1.      Berapa biaya yang harus di keluarkan untuk kuliah di Jerman?

Biaya Hidup
Belanjaan mau liburan

Biaya hidup di Jerman tergantung dimana si mahasiswa tinggal. Misal dia tinggal di kota besar seperti München (Munich) tentu biasa yang di keluarkan akan lebih mahal di banding dengan saya yang tinggal di Dortmund. Dan apabila biaya hidup saya di bandingkan dengan yang di kota kecil seperti Wismar tentu saja yang di wismar akan lebih murah.
Rata-rata biaya hidup perbulan bervariasi, tetapi menurut saya dan dari apa yang saya dengar sekitar 450-600 Euro.
Biaya saya hidup di Dortmund berkisar 500an Euro, itu sudah termasuk asuransi, rumah tinggal, internet, pulsa handphone dan makan  (Saya tidak terlalu hemat).
Untuk supaya biaya perbulan bisa lebih murah, maka masaklah sendiri di rumah.

Bagi setiap calon mahasiswa yang akan berangkat ke Jerman, di saat mereka mengurus Visa di kedutaan Jerman, mereka di wajibkan mendepositokan uang sebesar 100 Juta rupiah. Dimana uang itu nanti akan di kirim ke rekening si calon mahasiswa ke rekening dia di Jerman. Uang itu sebetulnya adalah uang untuk dia sendiri nanti di Jerman. Bila di Euro kan maka 100 juta rupiah itu berkisar di 7800 euro. Dimana perhitungan itu adalah untuk 12 bulan biaya hidup di Jerman.
Jadi pemerintah Jerman tidak mau si calon mahasiswa tersebut datang ke Jerman untuk sekolah namun tidak dapat membiaya hidupnya di Jerman.  Jadi dengan deposito itu atau yang namanya Sperrkonto dalam bahasa Jerman si calon mahasiswa di pastikan bisa menghidupi diri nya.
Untuk sekarang ini, hampir setiap mahasiswa Indonesia di Jerman yang baru dating apabila mereka memperpanjang visa study nya mereka akan di minta bukti print out dari rekening mereka yang mereka di wajibkan mempunya Uang Sperrkonto tersebut lagi.
Memang itu sangat kerasa, harus menyiapkan uang sebanyak itu setiap akan memperpanjang visa.
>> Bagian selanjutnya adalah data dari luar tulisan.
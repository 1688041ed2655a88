//! Terrain capability bitmask: [`AreaMask`].

use std::fmt;
use std::ops::{BitAnd, BitOr, BitOrAssign};

/// 64-bit set of terrain types.
///
/// A cell stores the terrain types it belongs to; a unit stores the terrain
/// types it can traverse. The two are compatible when they share at least
/// one bit. Bit meanings are chosen by the caller.
#[derive(Copy, Clone, PartialEq, Eq, Hash, Default)]
#[cfg_attr(feature = "serde", derive(serde::Serialize, serde::Deserialize))]
pub struct AreaMask(pub u64);

impl AreaMask {
    pub const NONE: Self = Self(0);
    pub const ALL: Self = Self(u64::MAX);

    /// Mask with only bit `n` set.
    ///
    /// # Panics
    ///
    /// Panics if `n >= 64`.
    #[inline]
    pub const fn bit(n: u32) -> Self {
        assert!(n < 64, "area bit out of range");
        Self(1 << n)
    }

    /// Whether the two masks share at least one bit.
    #[inline]
    pub const fn intersects(self, other: Self) -> bool {
        (self.0 & other.0) != 0
    }

    /// Whether this mask contains all the bits from `other`.
    #[inline]
    pub const fn contains(self, other: Self) -> bool {
        (self.0 & other.0) == other.0
    }

    /// Whether the mask is empty.
    #[inline]
    pub const fn is_empty(self) -> bool {
        self.0 == 0
    }
}

impl fmt::Debug for AreaMask {
    fn fmt(&self, f: &mut fmt::Formatter<'_>) -> fmt::Result {
        write!(f, "AreaMask({:#x})", self.0)
    }
}

impl From<u64> for AreaMask {
    fn from(v: u64) -> Self {
        Self(v)
    }
}

impl BitOr for AreaMask {
    type Output = Self;
    #[inline]
    fn bitor(self, rhs: Self) -> Self {
        Self(self.0 | rhs.0)
    }
}

impl BitOrAssign for AreaMask {
    #[inline]
    fn bitor_assign(&mut self, rhs: Self) {
        self.0 |= rhs.0;
    }
}

impl BitAnd for AreaMask {
    type Output = Self;
    #[inline]
    fn bitand(self, rhs: Self) -> Self {
        Self(self.0 & rhs.0)
    }
}

#[cfg(test)]
mod tests {
    use super::*;

    const LAND: AreaMask = AreaMask::bit(0);
    const SEA: AreaMask = AreaMask::bit(1);
    const MOUNTAIN: AreaMask = AreaMask::bit(2);

    #[test]
    fn intersects_needs_a_shared_bit() {
        assert!(LAND.intersects(LAND | SEA));
        assert!(!LAND.intersects(SEA | MOUNTAIN));
        assert!(!AreaMask::NONE.intersects(AreaMask::ALL));
        assert!(AreaMask::bit(63).intersects(AreaMask::ALL));
    }

    #[test]
    fn contains_and_ops() {
        let mut m = LAND;
        m |= SEA;
        assert!(m.contains(LAND));
        assert!(!m.contains(LAND | MOUNTAIN));
        assert_eq!(m & SEA, SEA);
        assert!((m & MOUNTAIN).is_empty());
        assert_eq!(format!("{:?}", m), "AreaMask(0x3)");
    }
}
Intermezzo tentang visa, biasanya dalam pertama kali memperpanjang visa di saat kita baru mulai kuliah, biasanya si pemohon visa akan mendapatkan 2 tahun visa (Deutsch : Visum). Dan untuk perpanjangan yang kedua juga kadang-kadang bisa mendapat 2 tahun lagi tapi juga bisa hanya 1 tahun saja. Semua tergantung di kota mana, sekali lagi kota dimana kota memilih sangat meiliki pengaruh besar. Untuk perpanjangan visa yang berikutnya biasanya akan mendapat hanya 1 tahun, 1 tahun.